Word for word, repeat every entry that appears below.
'''
//! Bootstrap helpers for the cardsocket server

pub mod config;

pub use config::load_config;
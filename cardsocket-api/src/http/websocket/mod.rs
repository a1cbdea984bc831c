//! WebSocket upgrade handler and receive loop.
//!
//! The client identity comes from a request header (`X-User-Id` by default)
//! and is trusted as supplied. After the upgrade the connection is registered
//! under that identity, displacing any previous connection for it, and every
//! text or binary frame it sends is handed to the relay.

pub mod connection;
pub mod session;

use axum::{
    extract::{
        ws::{rejection::WebSocketUpgradeRejection, Message, WebSocket, WebSocketUpgrade},
        State,
    },
    http::HeaderMap,
    response::IntoResponse,
};
use futures::stream::{SplitStream, StreamExt};
use std::sync::Arc;
use tracing::{debug, info, warn};

use cardsocket_cluster::{Connection, ConnectionRef, Error as RelayError, Payload};
use cardsocket_core::ClientId;

use crate::http::{AppError, AppResult, AppState};

pub use connection::WsConnection;
pub use session::{CloseReason, ConnectionState, Session};

/// Upgrade `GET {ws_path}` to a relay connection
pub async fn websocket_handler(
    State(state): State<AppState>,
    headers: HeaderMap,
    ws: Result<WebSocketUpgrade, WebSocketUpgradeRejection>,
) -> AppResult<impl IntoResponse> {
    let header = state.settings.identity_header.as_str();
    let raw = headers
        .get(header)
        .and_then(|value| value.to_str().ok())
        .unwrap_or_default();
    let client_id = ClientId::parse(raw)
        .map_err(|_| AppError::bad_request(format!("Missing {header} header")))?;

    if state.shutdown.is_cancelled() {
        return Err(AppError::service_unavailable("Server is shutting down"));
    }
    if !state.relay.is_running() {
        return Err(RelayError::QueueClosed.into());
    }

    let ws = ws.map_err(|rejection| {
        debug!(client_id = %client_id, error = %rejection, "WebSocket upgrade rejected");
        AppError::new(rejection.status(), rejection.body_text())
    })?;

    let failed_client = client_id.clone();
    Ok(ws
        .max_message_size(state.settings.max_message_size)
        .on_failed_upgrade(move |e| {
            warn!(client_id = %failed_client, error = %e, "WebSocket upgrade failed");
        })
        .on_upgrade(move |socket| handle_socket(socket, state, client_id)))
}

async fn handle_socket(socket: WebSocket, state: AppState, client_id: ClientId) {
    let (sink, mut stream) = socket.split();
    let (connection, writer) = WsConnection::spawn(sink, state.settings.connection_buffer);
    let connection_ref: ConnectionRef = connection.clone();
    let mut session = Session::new(client_id.clone(), connection.id().clone());

    let registry = state.relay.registry();
    if let Some(displaced) = registry.register(client_id.clone(), connection_ref.clone()).await {
        info!(
            client_id = %client_id,
            connection_id = %displaced.id(),
            "Closing connection displaced by reconnect"
        );
        displaced.close();
    }
    session.open();

    let reason = receive_loop(&mut stream, &state, &client_id, &connection).await;
    session.begin_closing(&reason);

    registry.unregister_connection(&client_id, &connection_ref).await;
    if let Err(e) = writer.await {
        warn!(client_id = %client_id, error = %e, "WebSocket writer task failed");
    }

    session.finish();
}

/// Read frames until the connection ends. Inbound frames are never answered
/// directly; they only reach clients through the relay.
async fn receive_loop(
    stream: &mut SplitStream<WebSocket>,
    state: &AppState,
    client_id: &ClientId,
    connection: &Arc<WsConnection>,
) -> CloseReason {
    loop {
        let message = tokio::select! {
            () = connection.closed() => return CloseReason::ClosedByServer,
            () = state.shutdown.cancelled() => return CloseReason::Shutdown,
            message = stream.next() => message,
        };

        let payload = match message {
            Some(Ok(Message::Text(text))) => Payload::text(text.as_str()),
            Some(Ok(Message::Binary(data))) => Payload::binary(data),
            Some(Ok(Message::Ping(_) | Message::Pong(_))) => continue,
            Some(Ok(Message::Close(_))) => return CloseReason::PeerClosed,
            Some(Err(e)) => return CloseReason::ReadError(e.to_string()),
            None => return CloseReason::EndOfStream,
        };

        // Dropped payloads are logged by the relay; the connection stays up
        let _ = state.relay.handle_inbound(client_id, payload);
    }
}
'''
**SOLUTION TO THIS EXERCISE**
//! Bootstrap helpers for the cardsocket server

pub mod config;

pub use config::load_config;
filename cardsocket-api/src/http/websocket/mod.rs
repository a1cbdea984bc831c
//! WebSocket upgrade handler and receive loop.
//!
//! The client identity comes from a request header (`X-User-Id` by default)
//! and is trusted as supplied. After the upgrade the connection is registered
//! under that identity, displacing any previous connection for it, and every
//! text or binary frame it sends is handed to the relay.

pub mod connection;
pub mod session;

use axum::{
    extract::{
        ws::{rejection::WebSocketUpgradeRejection, Message, WebSocket, WebSocketUpgrade},
        State,
    },
    http::HeaderMap,
    response::IntoResponse,
};
use futures::stream::{SplitStream, StreamExt};
use std::sync::Arc;
use tracing::{debug, info, warn};

use cardsocket_cluster::{Connection, ConnectionRef, Error as RelayError, Payload};
use cardsocket_core::ClientId;

use crate::http::{AppError, AppResult, AppState};

pub use connection::WsConnection;
pub use session::{CloseReason, ConnectionState, Session};

/// Upgrade `GET {ws_path}` to a relay connection
pub async fn websocket_handler(
    State(state): State<AppState>,
    headers: HeaderMap,
    ws: Result<WebSocketUpgrade, WebSocketUpgradeRejection>,
) -> AppResult<impl IntoResponse> {
    let header = state.settings.identity_header.as_str();
    let raw = headers
        .get(header)
        .and_then(|value| value.to_str().ok())
        .unwrap_or_default();
    let client_id = ClientId::parse(raw)
        .map_err(|_| AppError::bad_request(format!("Missing {header} header")))?;

    if state.shutdown.is_cancelled() {
        return Err(AppError::service_unavailable("Server is shutting down"));
    }
    if !state.relay.is_running() {
        return Err(RelayError::QueueClosed.into());
    }

    let ws = ws.map_err(|rejection| {
        debug!(client_id = %client_id, error = %rejection, "WebSocket upgrade rejected");
        AppError::new(rejection.status(), rejection.body_text())
    })?;

    let failed_client = client_id.clone();
    Ok(ws
        .max_message_size(state.settings.max_message_size)
        .on_failed_upgrade(move |e| {
            warn!(client_id = %failed_client, error = %e, "WebSocket upgrade failed");
        })
        .on_upgrade(move |socket| handle_socket(socket, state, client_id)))
}

async fn handle_socket(socket: WebSocket, state: AppState, client_id: ClientId) {
    let (sink, mut stream) = socket.split();
    let (connection, writer) = WsConnection::spawn(sink, state.settings.connection_buffer);
    let connection_ref: ConnectionRef = connection.clone();
    let mut session = Session::new(client_id.clone(), connection.id().clone());

    let registry = state.relay.registry();
    if let Some(displaced) = registry.register(client_id.clone(), connection_ref.clone()).await {
        info!(
            client_id = %client_id,
            connection_id = %displaced.id(),
            "Closing connection displaced by reconnect"
        );
        displaced.close();
    }
    session.open();

    let reason = receive_loop(&mut stream, &state, &client_id, &connection).await;
    session.begin_closing(&reason);

    registry.unregister_connection(&client_id, &connection_ref).await;
    if let Err(e) = writer.await {
        warn!(client_id = %client_id, error = %e, "WebSocket writer task failed");
    }

    session.finish();
}

/// Read frames until the connection ends. Inbound frames are never answered
/// directly; they only reach clients through the relay.
async fn receive_loop(
    stream: &mut SplitStream<WebSocket>,
    state: &AppState,
    client_id: &ClientId,
    connection: &Arc<WsConnection>,
) -> CloseReason {
    loop {
        let message = tokio::select! {
            () = connection.closed() => return CloseReason::ClosedByServer,
            () = state.shutdown.cancelled() => return CloseReason::Shutdown,
            message = stream.next() => message,
        };

        let payload = match message {
            Some(Ok(Message::Text(text))) => Payload::text(text.as_str()),
            Some(Ok(Message::Binary(data))) => Payload::binary(data),
            Some(Ok(Message::Ping(_) | Message::Pong(_))) => continue,
            Some(Ok(Message::Close(_))) => return CloseReason::PeerClosed,
            Some(Err(e)) => return CloseReason::ReadError(e.to_string()),
            None => return CloseReason::EndOfStream,
        };

        // Dropped payloads are logged by the relay; the connection stays up
        let _ = state.relay.handle_inbound(client_id, payload);
    }
}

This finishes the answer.